Yes, however, I have probated many estates where the decedent attempted to create their own trust but failed to properly do so which resulted in probating the entire estate. Creating a trust is very complex, so a person wouldn’t be able to effectively set up or administer one without the assistance of an estate planning attorney. Many people are concerned by the attorney fees, but they are generally lower than they think.
Administering a Trust is complex and requires many steps to ensure all assets are properly protected, that there are not taxes imposed which should not have been and that creditors claims are limited. Without the special knowledge of the process, a self-administered trust could end up a disaster.
What Sets You And Your Firm Apart In Handling Trust Matters?
I believe that my firm is uniquely qualified in that we not only handle trust matters but almost all fields of law that involve personal finances. As a result, we have a very strong grasp on litigating probate, litigating fraud, investigating, forensic accounting, and ultimately ensuring that trust is administered correctly.

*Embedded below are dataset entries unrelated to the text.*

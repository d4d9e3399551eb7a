//! Deduction regression test
//!
//! Replays the reference timelines through the scan, including the
//! footprint discontinuity case, and parses histories from their
//! stored text form.
//!
//! Run with:
//! ```
//! cargo test -p histmap-deduce --test deduce_reg
//! ```

use histmap_core::{DeductionResult, OPEN_LOWER, OPEN_UPPER, parse_history};
use histmap_deduce::{DeduceConfig, DeduceError, deduce, evaluate};
use histmap_test::RegParams;

fn deduce_text(text: &str, cfg: &DeduceConfig) -> Result<DeductionResult, DeduceError> {
    deduce(&parse_history(text)?, cfg)
}

fn check(rp: &mut RegParams, text: &str, lower: i32, upper: i32) {
    let r = deduce_text(text, &DeduceConfig::default()).unwrap();
    eprintln!("  {:?} -> {} {}", text.lines().collect::<Vec<_>>(), r.lower, r.upper);
    rp.compare_values(lower as f64, r.lower as f64, 0.0);
    rp.compare_values(upper as f64, r.upper as f64, 0.0);
}

#[test]
fn deduce_reg() {
    let mut rp = RegParams::new("deduce");

    // Disappearance
    check(&mut rp, "2010 1 4 4 100\n2015 1 4 4 102\n2020 0 4 4 0\n", 2015, 2020);
    // Present on every map
    check(&mut rp, "2000 1 7 7 50\n", OPEN_LOWER, 2000);
    // Never present
    check(&mut rp, "2000 0 7 7 0\n", 2000, OPEN_UPPER);
    check(&mut rp, "1990 0 7 7 0\n2000 0 7 7 0\n", 2000, OPEN_UPPER);
    // Footprint discontinuity: 500 / 100 = 5 > 4
    check(&mut rp, "2010 1 3 3 100\n2020 1 3 3 500\n", 2010, 2020);
    // Same, but shrinking
    check(&mut rp, "2010 1 3 3 500\n2020 1 3 3 100\n", 2010, 2020);

    // A higher threshold tolerates the change
    let loose = DeduceConfig { area_ratio: 6.0 };
    let r = deduce_text("2010 1 3 3 100\n2020 1 3 3 500\n", &loose).unwrap();
    rp.compare_bool(true, r == DeductionResult::new(OPEN_LOWER, 2020));

    // Concrete bounds are always ordered
    let r = deduce_text("1900 1 0 0 9\n1950 1 0 0 9\n1975 0 0 0 0\n", &loose).unwrap();
    rp.compare_bool(true, r.lower < r.upper);

    // Rejections
    rp.compare_bool(
        true,
        matches!(deduce_text("\n", &DeduceConfig::default()), Err(DeduceError::EmptyHistory)),
    );
    rp.compare_bool(
        true,
        matches!(
            deduce_text("2020 1 0 0 5\n2010 0 0 0 0\n", &DeduceConfig::default()),
            Err(DeduceError::UnorderedHistory { .. })
        ),
    );
    rp.compare_bool(
        true,
        matches!(
            deduce_text("2020 x 0 0 5\n", &DeduceConfig::default()),
            Err(DeduceError::Core(_))
        ),
    );

    // Evaluation against registry years
    let results = [
        deduce_text("2010 1 0 0 9\n2020 0 0 0 0\n", &DeduceConfig::default()).unwrap(),
        deduce_text("2010 1 0 0 9\n", &DeduceConfig::default()).unwrap(),
    ];
    let summary = evaluate(results.iter().zip([2012, 2015]));
    eprintln!("  {}", summary);
    rp.compare_values(2.0, summary.evaluated as f64, 0.0);
    rp.compare_values(1.0, summary.consistent as f64, 0.0);

    assert!(rp.cleanup());
}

We provide compassionate and aggressive representation coupled with the knowledge of the sensitivity of a passed loved one and provide the service in a manner that shows the respect of the final wishes of the decedent.
Additional Information On Trusts In California
A trust can save your loved ones’ money, time, frustration, prevent their assets from being foreclosed on, and prevent them from experiencing adverse tax consequences. A properly created and administered trust will make the life of your loved ones much simpler and easier when you pass.